Post by Van Der Kamp on Oct 1, 2010 14:42:24 GMT -6
~How Are The Mighty Fallen?~
[/I][/center]Larsen Van Der Kamp gets out of a car outside his apartment. It is late at night. He steps out of the car and Tau leans out.
TAU:
“Excellent work today my friend. Nassor has assured me that the boss is very pleased with your work.”
LARSEN:
“Glad to hear it. I’ll see you on Tuesday.”
TAU:
“Have a good weekend, and good luck with your match on Sunday.”
Tau closes the car door and it drives away. Larsen goes into his apartment building and walks through the door of his suite. He takes his jacket off and enters the bathroom. He stands over the bathroom sink and washes his hands. His hands are covered with blood. He looks up and peers into the mirror.
How has my life come to this? I went from standing firmly on the moral high ground to compromising my every value. I have become obsessed with learning about my past, and in the process of trying to find out who I was, I have lost track of who I am.
Larsen finishes washing the blood off his hands and walks over to his mattress on the ground. He lies down.

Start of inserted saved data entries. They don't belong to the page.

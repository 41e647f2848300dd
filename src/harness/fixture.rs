//! Fixture environment
//!
//! A fixture is the connector the suite runs against: either an existing
//! deployment reached by URL (e.g. the docker-compose stack in `deploy/`),
//! or the reference connector started in-process on an ephemeral port.

use crate::api;
use crate::client::RemoteClient;
use crate::config::{ConnectorSettings, ServerConfig};
use crate::store::{SeriesStore, StoreConfig};
use crate::{Error, Result};

use std::net::SocketAddr;
use std::sync::Arc;
use std::time::{Duration, Instant};
use tokio::net::TcpListener;
use tokio::sync::watch;
use tokio::task::JoinHandle;
use tracing::{debug, info};

const POLL_INTERVAL: Duration = Duration::from_millis(500);
const DEFAULT_HEALTH_PATH: &str = "/health";

struct LocalConnector {
    addr: SocketAddr,
    store: Arc<SeriesStore>,
    shutdown: watch::Sender<bool>,
    handle: JoinHandle<Result<()>>,
}

/// A connector endpoint plus, for local fixtures, the server behind it.
pub struct Fixture {
    settings: ConnectorSettings,
    health_path: String,
    local: Option<LocalConnector>,
}

impl Fixture {
    /// Point at an already running connector.
    pub fn from_config(settings: ConnectorSettings) -> Self {
        Self {
            settings,
            health_path: DEFAULT_HEALTH_PATH.to_string(),
            local: None,
        }
    }

    /// Start the reference connector on `127.0.0.1` with an ephemeral port.
    ///
    /// `config.listen` is ignored; credentials and limits are honored and
    /// the returned fixture's settings carry the same credentials.
    pub async fn local(config: ServerConfig) -> Result<Self> {
        let listener = TcpListener::bind(SocketAddr::from(([127, 0, 0, 1], 0))).await?;
        let addr = listener.local_addr()?;

        let store = Arc::new(SeriesStore::new(StoreConfig {
            retention: config.retention,
        }));
        let router = api::router_for(&config, store.clone());
        let (shutdown, shutdown_rx) = watch::channel(false);
        let handle = tokio::spawn(api::serve(listener, router, shutdown_rx));

        info!(%addr, "Local reference connector started");

        let settings = ConnectorSettings::new(format!("http://{addr}"))
            .with_credentials(config.credentials.clone());
        Ok(Self {
            settings,
            health_path: DEFAULT_HEALTH_PATH.to_string(),
            local: Some(LocalConnector {
                addr,
                store,
                shutdown,
                handle,
            }),
        })
    }

    pub fn with_health_path(mut self, path: impl Into<String>) -> Self {
        self.health_path = path.into();
        self
    }

    pub fn url(&self) -> &str {
        &self.settings.url
    }

    pub fn settings(&self) -> &ConnectorSettings {
        &self.settings
    }

    /// Address of the in-process connector, if this fixture started one.
    pub fn local_addr(&self) -> Option<SocketAddr> {
        self.local.as_ref().map(|local| local.addr)
    }

    /// Store of the in-process connector, if this fixture started one.
    pub fn store(&self) -> Option<&Arc<SeriesStore>> {
        self.local.as_ref().map(|local| &local.store)
    }

    pub fn client(&self) -> Result<RemoteClient> {
        RemoteClient::new(&self.settings)
    }

    /// Poll `GET {url}{health_path}` until the connector answers.
    ///
    /// Any HTTP response counts, so connectors without a health route are
    /// still detected once they accept connections.
    pub async fn wait_reachable(&self, timeout: Duration) -> Result<()> {
        let client = self.client()?;
        let url = format!("{}{}", self.settings.url, self.health_path);
        let deadline = Instant::now() + timeout;

        loop {
            match client.http().get(&url).timeout(POLL_INTERVAL * 4).send().await {
                Ok(response) => {
                    info!(url = %url, status = response.status().as_u16(), "Connector reachable");
                    return Ok(());
                }
                Err(e) => debug!(url = %url, error = %e, "Connector not reachable yet"),
            }
            if Instant::now() + POLL_INTERVAL > deadline {
                return Err(Error::Timeout);
            }
            tokio::time::sleep(POLL_INTERVAL).await;
        }
    }

    /// Stop the in-process connector and wait for it to drain.
    pub async fn shutdown(mut self) -> Result<()> {
        let Some(local) = self.local.take() else {
            return Ok(());
        };
        let _ = local.shutdown.send(true);
        local
            .handle
            .await
            .map_err(|e| Error::Internal(format!("connector task failed: {e}")))?
    }
}

impl Drop for Fixture {
    fn drop(&mut self) {
        if let Some(local) = self.local.take() {
            let _ = local.shutdown.send(true);
        }
    }
}
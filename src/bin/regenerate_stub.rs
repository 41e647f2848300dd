//! Stub Regeneration Binary
//!
//! Rebuilds `src/proto/prometheus.rs` from the remote storage schema.

use remotecheck::stubgen::{self, DEFAULT_INCLUDE, DEFAULT_OUT_DIR, DEFAULT_PROTO};
use remotecheck::telemetry;

use clap::Parser;
use std::path::PathBuf;
use tracing::info;

/// Regenerate the Prometheus remote storage protocol stub
#[derive(Parser, Debug)]
#[command(author, version, about, long_about = None)]
struct Args {
    /// Schema file(s) to compile
    #[arg(long = "proto", default_value = DEFAULT_PROTO)]
    protos: Vec<PathBuf>,

    /// Include directories for imports
    #[arg(long = "include", default_value = DEFAULT_INCLUDE)]
    includes: Vec<PathBuf>,

    /// Output directory
    #[arg(long, default_value = DEFAULT_OUT_DIR)]
    out: PathBuf,

    /// Log level
    #[arg(long, default_value = "info")]
    log_level: String,
}

fn main() -> anyhow::Result<()> {
    let args = Args::parse();
    telemetry::init_for_component("regenerate-stub", &args.log_level)?;

    let written = stubgen::regenerate(&args.protos, &args.includes, &args.out)?;
    for path in &written {
        println!("{}", path.display());
    }
    info!(files = written.len(), "Stub regeneration complete");
    Ok(())
}
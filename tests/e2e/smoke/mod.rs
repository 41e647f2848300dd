//! Smoke tests for a deployed connector
//!
//! Basic validation that the stack is up and the suite passes against it.

pub mod health_tests;
pub mod suite_tests;
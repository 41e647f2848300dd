//! Connector correctness suite
//!
//! The suite writes series through remote write, reads them back through
//! remote read and asserts what the connector returns. Checks run one at a
//! time against a shared connector and rely on wall-clock read windows, so
//! each one tags its data with a random test id.

pub mod checks;
pub mod fixture;
pub mod runner;

pub use checks::{Check, CheckContext};
pub use fixture::Fixture;
pub use runner::{run_suite, CheckOutcome, RunOptions, SuiteReport};

use crate::config::{parse_bool, parse_var};
use crate::Result;

use rand::Rng;
use std::time::Duration;

const TEST_ID_ALPHABET: &[u8] = b"abcde12345";
const TEST_ID_LEN: usize = 4;

/// Timing and state assumptions the checks make about the connector.
#[derive(Debug, Clone)]
pub struct SuiteSettings {
    /// Connector storage is known to be empty before the run
    pub fresh_tsdb: bool,
    /// Wait between a write and the read that verifies it
    pub ingest_delay: Duration,
    /// Wait before the empty-on-init read of a non-fresh store
    pub quiet_period: Duration,
}

impl Default for SuiteSettings {
    fn default() -> Self {
        Self {
            fresh_tsdb: false,
            ingest_delay: Duration::from_secs(1),
            quiet_period: Duration::from_secs(3),
        }
    }
}

impl SuiteSettings {
    /// Environment variables:
    /// - REMOTECHECK_FRESH_TSDB: storage starts empty (default: false)
    /// - REMOTECHECK_INGEST_DELAY_MS: delay after writes (default: 1000)
    /// - REMOTECHECK_QUIET_PERIOD_MS: quiet period for non-fresh stores (default: 3000)
    pub fn from_env() -> Result<Self> {
        Self::from_lookup(|name| std::env::var(name).ok())
    }

    pub fn from_lookup<F>(lookup: F) -> Result<Self>
    where
        F: Fn(&str) -> Option<String>,
    {
        let defaults = Self::default();
        let fresh_tsdb = match lookup("REMOTECHECK_FRESH_TSDB") {
            Some(raw) if !raw.trim().is_empty() => parse_bool("REMOTECHECK_FRESH_TSDB", &raw)?,
            _ => defaults.fresh_tsdb,
        };
        Ok(Self {
            fresh_tsdb,
            ingest_delay: parse_var::<u64, _>(&lookup, "REMOTECHECK_INGEST_DELAY_MS")?
                .map(Duration::from_millis)
                .unwrap_or(defaults.ingest_delay),
            quiet_period: parse_var::<u64, _>(&lookup, "REMOTECHECK_QUIET_PERIOD_MS")?
                .map(Duration::from_millis)
                .unwrap_or(defaults.quiet_period),
        })
    }
}

/// Random 4-character id used to isolate one check's series.
pub fn generate_test_run_id() -> String {
    let mut rng = rand::thread_rng();
    (0..TEST_ID_LEN)
        .map(|_| TEST_ID_ALPHABET[rng.gen_range(0..TEST_ID_ALPHABET.len())] as char)
        .collect()
}
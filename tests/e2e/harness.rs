//! E2E Test Harness for remotecheck
//!
//! Wraps a [`Fixture`] pointing at a deployed connector, plus a plain HTTP
//! client for probes.

#![allow(dead_code)]

use anyhow::{Context, Result};
use remotecheck::client::RemoteClient;
use remotecheck::config::ConnectorSettings;
use remotecheck::harness::{CheckContext, Fixture, SuiteSettings};
use reqwest::Client;
use std::time::Duration;

/// E2E test harness for interacting with a deployed connector
pub struct E2EHarness {
    pub fixture: Fixture,
    /// HTTP client for probe requests
    pub http_client: Client,
}

impl E2EHarness {
    /// Create harness from environment variables
    pub fn from_env() -> Result<Self> {
        let settings = ConnectorSettings::from_env().context("connector settings")?;
        let http_client = Client::builder()
            .timeout(Duration::from_secs(30))
            .build()
            .context("failed to create HTTP client")?;

        Ok(Self {
            fixture: Fixture::from_config(settings),
            http_client,
        })
    }

    pub fn url(&self) -> &str {
        self.fixture.url()
    }

    /// Wait for the connector to accept requests
    pub async fn wait_healthy(&self, timeout: Duration) -> Result<()> {
        self.fixture
            .wait_reachable(timeout)
            .await
            .with_context(|| format!("connector at {} not reachable", self.url()))
    }

    pub fn client(&self) -> Result<RemoteClient> {
        Ok(self.fixture.client()?)
    }

    /// Check context using settings from the environment
    pub fn check_context(&self) -> Result<CheckContext> {
        Ok(CheckContext::new(self.client()?, SuiteSettings::from_env()?))
    }
}
//! Reference Connector Binary
//!
//! In-memory Prometheus remote storage connector used as the suite's fixture.

use remotecheck::api;
use remotecheck::config::{Credentials, ServerConfig};
use remotecheck::store::{SeriesStore, StoreConfig};
use remotecheck::telemetry;

use anyhow::Context;
use clap::Parser;
use std::net::SocketAddr;
use std::sync::Arc;
use std::time::Duration;
use tokio::net::TcpListener;
use tokio::signal;
use tokio::sync::watch;
use tracing::info;

/// remotecheck reference connector
#[derive(Parser, Debug)]
#[command(author, version, about, long_about = None)]
struct Args {
    /// Listen address
    #[arg(long, env = "REMOTECHECK_LISTEN", default_value = "0.0.0.0:9201")]
    listen: SocketAddr,

    /// Maximum request body size in bytes
    #[arg(long, env = "REMOTECHECK_MAX_BODY_BYTES", default_value = "16777216")]
    max_body_bytes: usize,

    /// Drop samples older than this many seconds
    #[arg(long, env = "REMOTECHECK_RETENTION_SECS")]
    retention_secs: Option<u64>,

    /// Basic-auth user required on remote endpoints
    #[arg(long, env = "AWS_ACCESS_KEY_ID", hide_env_values = true)]
    access_key_id: Option<String>,

    /// Basic-auth password required on remote endpoints
    #[arg(long, env = "AWS_SECRET_ACCESS_KEY", hide_env_values = true)]
    secret_access_key: Option<String>,

    /// Log level
    #[arg(long, env = "REMOTECHECK_LOG_LEVEL", default_value = "info")]
    log_level: String,
}

impl Args {
    fn server_config(&self) -> anyhow::Result<ServerConfig> {
        let credentials = match (&self.access_key_id, &self.secret_access_key) {
            (Some(key), Some(secret)) => Some(Credentials::new(key, secret)),
            (None, None) => None,
            _ => anyhow::bail!(
                "--access-key-id and --secret-access-key must be given together"
            ),
        };
        Ok(ServerConfig {
            listen: self.listen,
            max_body_size: self.max_body_bytes,
            credentials,
            retention: self.retention_secs.map(Duration::from_secs),
        })
    }
}

#[tokio::main]
async fn main() -> anyhow::Result<()> {
    let args = Args::parse();
    telemetry::init_for_component("connector", &args.log_level)?;

    let config = args.server_config()?;
    info!(
        listen = %config.listen,
        max_body_size = config.max_body_size,
        auth = config.credentials.is_some(),
        retention_secs = ?args.retention_secs,
        "Starting reference connector"
    );

    let store = Arc::new(SeriesStore::new(StoreConfig {
        retention: config.retention,
    }));
    let router = api::router_for(&config, store);

    let listener = TcpListener::bind(config.listen)
        .await
        .with_context(|| format!("failed to bind {}", config.listen))?;
    let (shutdown_tx, shutdown_rx) = watch::channel(false);
    tokio::spawn(async move {
        shutdown_signal().await;
        let _ = shutdown_tx.send(true);
    });

    info!(listen = %config.listen, "Connector ready");
    api::serve(listener, router, shutdown_rx).await?;
    info!("Connector shutting down");

    Ok(())
}

async fn shutdown_signal() {
    let ctrl_c = async {
        signal::ctrl_c()
            .await
            .expect("Failed to install Ctrl+C handler");
    };

    #[cfg(unix)]
    let terminate = async {
        signal::unix::signal(signal::unix::SignalKind::terminate())
            .expect("Failed to install signal handler")
            .recv()
            .await;
    };

    #[cfg(not(unix))]
    let terminate = std::future::pending::<()>();

    tokio::select! {
        _ = ctrl_c => {},
        _ = terminate => {},
    }
}
//! # remotecheck
//!
//! A correctness harness for Prometheus remote storage connectors.
//!
//! A connector accepts Prometheus remote-write requests and answers
//! remote-read requests. remotecheck speaks that protocol the way Prometheus
//! does (snappy-compressed protobuf over HTTP, optional basic auth), pushes
//! known series, reads them back with label matchers and asserts what comes
//! back.
//!
//! ## Components
//!
//! - **Protocol stub**: prost types generated from the upstream schema
//!   ([`proto`], regenerated by [`stubgen`])
//! - **Client**: remote write and remote read over HTTP ([`client`])
//! - **Selectors**: `metric{label="value"}[3s] @ {read_hints="..."}` into a
//!   `ReadRequest` ([`query`])
//! - **Suite**: the correctness checks, runner and fixtures ([`harness`])
//! - **Reference connector**: an in-memory connector used as a fixture
//!   ([`store`], [`api`])

pub mod api;
pub mod client;
pub mod clock;
pub mod codec;
pub mod config;
pub mod harness;
pub mod proto;
pub mod query;
pub mod store;
pub mod stubgen;
pub mod telemetry;

mod error;

pub use error::{Error, Result};

/// Re-exports for convenience
pub mod prelude {
    pub use crate::client::{RemoteClient, SeriesRecord};
    pub use crate::config::{ConnectorSettings, Credentials, ServerConfig};
    pub use crate::harness::{
        run_suite, Check, CheckContext, CheckOutcome, Fixture, RunOptions, SuiteReport,
        SuiteSettings,
    };
    pub use crate::store::{SeriesStore, StoreConfig};
    pub use crate::{Error, Result};
}
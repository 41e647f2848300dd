//! Health endpoint tests
//!
//! Validates that the connector is running and exposed on its port.

use crate::e2e::E2EHarness;
use std::time::Duration;

/// Test that the connector is reachable
#[tokio::test]
#[ignore = "requires running docker-compose stack"]
async fn test_connector_reachable() {
    let harness = E2EHarness::from_env().expect("harness from env");

    harness
        .wait_healthy(Duration::from_secs(30))
        .await
        .expect("Connector should be reachable");
}

/// Test that the connector returns READY status
#[tokio::test]
#[ignore = "requires running docker-compose stack"]
async fn test_connector_ready() {
    let harness = E2EHarness::from_env().expect("harness from env");
    harness
        .wait_healthy(Duration::from_secs(30))
        .await
        .expect("Connector should be reachable");

    let resp = harness
        .http_client
        .get(format!("{}/ready", harness.url()))
        .send()
        .await
        .expect("Ready request should succeed");

    assert!(resp.status().is_success(), "Ready endpoint should return 2xx");
    let body = resp.text().await.expect("Should have response body");
    assert_eq!(body, "READY", "Ready endpoint should return 'READY'");
}
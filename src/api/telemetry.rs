//! Request telemetry for the HTTP surface.

use axum::extract::{MatchedPath, Request};
use axum::middleware::Next;
use axum::response::Response;
use metrics::{counter, histogram};
use std::time::Instant;
use tracing::{info_span, Instrument};

/// HTTP middleware that records request count, duration, and status-class errors.
pub async fn http_observability_middleware(req: Request, next: Next) -> Response {
    let start = Instant::now();
    let method = req.method().as_str().to_string();
    let route = req
        .extensions()
        .get::<MatchedPath>()
        .map(|matched| matched.as_str().to_string())
        .unwrap_or_else(|| req.uri().path().to_string());

    let span = info_span!(
        "http.request",
        http.request.method = %method,
        http.route = %route
    );
    let response = next.run(req).instrument(span).await;
    let status = response.status().as_u16();
    let elapsed = start.elapsed().as_secs_f64();

    counter!(
        "remotecheck_http_requests_total",
        "service" => crate::telemetry::service(),
        "method" => method.clone(),
        "route" => route.clone(),
        "status" => status.to_string()
    )
    .increment(1);
    histogram!(
        "remotecheck_http_request_duration_seconds",
        "service" => crate::telemetry::service(),
        "method" => method.clone(),
        "route" => route.clone()
    )
    .record(elapsed);
    if status >= 400 {
        counter!(
            "remotecheck_http_request_errors_total",
            "service" => crate::telemetry::service(),
            "method" => method,
            "route" => route,
            "status" => status.to_string()
        )
        .increment(1);
    }

    response
}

Even my wrestling career has suffered as a result. I entered this business and took it by storm. I climbed the ladder and made it to the top. I went from Main Eventing a Pay Per View, to losing the opening match. My focus inside, and outside of the ring is gone. The worst part is, I don’t know if I will ever get it all back. I feel as though I’m neck deep in quicksand, and sinking fast. If I try to escape the mob, Nassor will surely have me killed. The few memories I have of him show me that he is not a man to be messed with. There is no other way but to see this through. The problem is, with every man I kill the more aware I am of how far I have drifted from who I really am.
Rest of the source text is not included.